Background information
- Born: Leonard Warren Borisoff June 12, 1942 Philadelphia, Pennsylvania, U.S.
- Died: November 5, 2020 (aged 78) Philadelphia, Pennsylvania, U.S.
- Genres: Blue-eyed soul
- Occupations: Musician; songwriter; record producer;
- Instrument: Vocals
- Years active: 1958–2020
- Labels: Cameo-Parkway; Brunswick; RCA; Decca;

= Len Barry =

American musical artist (1942–2020)

Leonard Warren Borisoff (June 12, 1942 – November 5, 2020), known professionally by the stage name Len Barry, was an American singer, songwriter, lyricist, record producer, author, and poet.

==Life and career==
Born on June 12, 1942, and raised in Philadelphia, Barry had little thought of a show business career while still in school. Instead, he aspired to become a professional basketball player upon his graduation. It was not until he entered military service and had occasion to sing with the US Coast Guard band at Cape May, New Jersey, and was so encouraged by the response of his military audiences, that he decided to make music a career.

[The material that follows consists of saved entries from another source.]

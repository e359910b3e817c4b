// Pipeline module
// Named stages from documents to answers, and the session they run in

pub mod composer;
pub mod indexer;
pub mod retriever;


use tracing::{info, warn};

pub use composer::{AnswerComposer, compose_prompt};
pub use indexer::{IndexSummary, Indexer, embed_passages};
pub use retriever::{RankedPassage, Retriever};

use crate::chat::{ChatModel, PromptTemplate, Transcript};
use crate::config::Config;
use crate::database::{IndexHandle, VectorStore};
use crate::embeddings::{Chunker, ChunkingConfig, Embedder};
use crate::extractor::{Document, extract_all, is_empty_input};
use crate::{ChatError, Result};

#[derive(Debug, Clone, Copy, PartialEq, Eq)]
pub enum SessionState {
    /// No index has been built yet
    Idle,
    /// An index is persisted and questions can be answered
    Ready,
}

/// Per-session state threaded through every pipeline call
#[derive(Debug, Default)]
pub struct SessionContext {
    transcript: Transcript,
    index: Option<IndexHandle>,
}

impl SessionContext {
    #[inline]
    pub fn new() -> Self {
        Self::default()
    }

    #[inline]
    pub fn with_index(index: IndexHandle) -> Self {
        Self {
            transcript: Transcript::new(),
            index: Some(index),
        }
    }

    #[inline]
    pub const fn state(&self) -> SessionState {
        if self.index.is_some() {
            SessionState::Ready
        } else {
            SessionState::Idle
        }
    }

    #[inline]
    pub const fn transcript(&self) -> &Transcript {
        &self.transcript
    }

    #[inline]
    pub const fn index(&self) -> Option<&IndexHandle> {
        self.index.as_ref()
    }

    /// Clear the transcript; the index stays
    #[inline]
    pub fn reset(&mut self) {
        self.transcript.clear();
    }
}

/// What a pipeline indexes and how it answers
#[derive(Debug, Clone, PartialEq)]
pub struct PipelineOptions {
    pub index_name: String,
    pub chunking: ChunkingConfig,
    pub top_k: usize,
    pub template: PromptTemplate,
}

impl PipelineOptions {
    /// Chat over uploaded PDFs
    #[inline]
    pub fn pdf(config: &Config) -> Self {
        Self {
            index_name: config.retrieval.index_name.clone(),
            chunking: config.chunking,
            top_k: config.retrieval.top_k,
            template: PromptTemplate::pdf_answer(),
        }
    }

    /// Chat over notes pulled from Notion
    #[inline]
    pub fn notes(config: &Config) -> Self {
        Self {
            index_name: config.notes.index_name.clone(),
            chunking: config.notes.chunking(),
            top_k: config.retrieval.top_k,
            template: PromptTemplate::note_taker(),
        }
    }
}

/// Retrieval-augmented question answering over one named index
pub struct RagPipeline<E, M> {
    store: VectorStore,
    embedder: E,
    model: M,
    chunker: Chunker,
    options: PipelineOptions,
}

impl<E: Embedder, M: ChatModel> RagPipeline<E, M> {
    #[inline]
    pub fn new(store: VectorStore, embedder: E, model: M, options: PipelineOptions) -> Result<Self> {
        let chunker = Chunker::from_config(&options.chunking)
            .map_err(|e| ChatError::Config(e.to_string()))?;
        if options.top_k == 0 {
            return Err(ChatError::Config("top_k must be at least 1".to_string()));
        }

        Ok(Self {
            store,
            embedder,
            model,
            chunker,
            options,
        })
    }

    #[inline]
    pub const fn options(&self) -> &PipelineOptions {
        &self.options
    }

    #[inline]
    pub const fn store(&self) -> &VectorStore {
        &self.store
    }

    /// Start a session, Ready if the index already exists on disk
    #[inline]
    pub async fn open_session(&self) -> Result<SessionContext> {
        match self.store.open_index(&self.options.index_name).await {
            Ok(index) => {
                info!("Resuming with existing index '{}'", index.name());
                Ok(SessionContext::with_index(index))
            }
            Err(ChatError::IndexMissing { .. }) => Ok(SessionContext::new()),
            Err(e) => Err(e),
        }
    }

    /// Extract, chunk, embed and persist `documents`, replacing the index
    ///
    /// Fails with [`ChatError::EmptyInput`] before any provider call when no
    /// document has text. On failure the session keeps its previous state.
    #[inline]
    pub async fn process_documents(
        &self,
        session: &mut SessionContext,
        documents: &[Document],
    ) -> Result<IndexSummary> {
        let texts = extract_all(documents);
        if is_empty_input(&texts) {
            warn!("No extractable text in {} documents", documents.len());
            return Err(ChatError::EmptyInput);
        }

        let passages = self.chunker.chunk_documents(&texts);
        info!(
            "Split {} documents into {} passages",
            documents.len(),
            passages.len()
        );

        let index = Indexer::new(&self.store, &self.embedder)
            .build(&self.options.index_name, &passages)
            .await?;

        let summary = IndexSummary {
            index_name: index.name().to_string(),
            documents: texts.iter().filter(|t| !t.text.trim().is_empty()).count(),
            passages: passages.len(),
            dimension: index.dimension(),
        };
        session.index = Some(index);
        Ok(summary)
    }

    /// Answer a question from the session's index and record the exchange
    #[inline]
    pub async fn ask(&self, session: &mut SessionContext, question: &str) -> Result<String> {
        let Some(index) = session.index.as_ref() else {
            return Err(ChatError::IndexMissing {
                name: self.options.index_name.clone(),
            });
        };

        let answer = self.answer_from(index, question).await?;
        session.transcript.push_exchange(question, answer.clone());
        Ok(answer)
    }

    /// Answer a single question from the persisted index, without a session
    #[inline]
    pub async fn answer_once(&self, question: &str) -> Result<String> {
        let index = self.store.open_index(&self.options.index_name).await?;
        self.answer_from(&index, question).await
    }

    async fn answer_from(&self, index: &IndexHandle, question: &str) -> Result<String> {
        let passages = Retriever::new(&self.embedder, self.options.top_k)
            .retrieve(index, question)
            .await?;
        AnswerComposer::new(&self.model, &self.options.template).answer(&passages, question)
    }
}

Upon his discharge from military service, Barry returned home to Philadelphia and formed the Dovells. Barry was the lead singer, appearing on all of the group's best-selling records, such as "Bristol Stomp", "Hully Gully Baby", and "You Can't Sit Down", among others. "Bristol Stomp" sold over one million copies and was awarded a RIAA gold disc. As a Dovell, he also toured with James Brown. Barry also made film appearances with the Dovells in films such as Don't Knock the Twist and toured the UK with the Motown Revue. Barry also had guest appearances on US television on Bandstand and later American Bandstand, Shindig, and Hullabaloo. Soon after leaving the group, Barry recorded his first solo single, "Lip Sync".

As someone who sang rhythm and blues, he recorded hits in 1965 and 1966 for Decca Records in the US and released by Brunswick Records: "1-2-3", "Like a Baby", and "I Struck It Rich", a song he wrote with Leon Huff of the Philadelphia International Records producers, Gamble and Huff.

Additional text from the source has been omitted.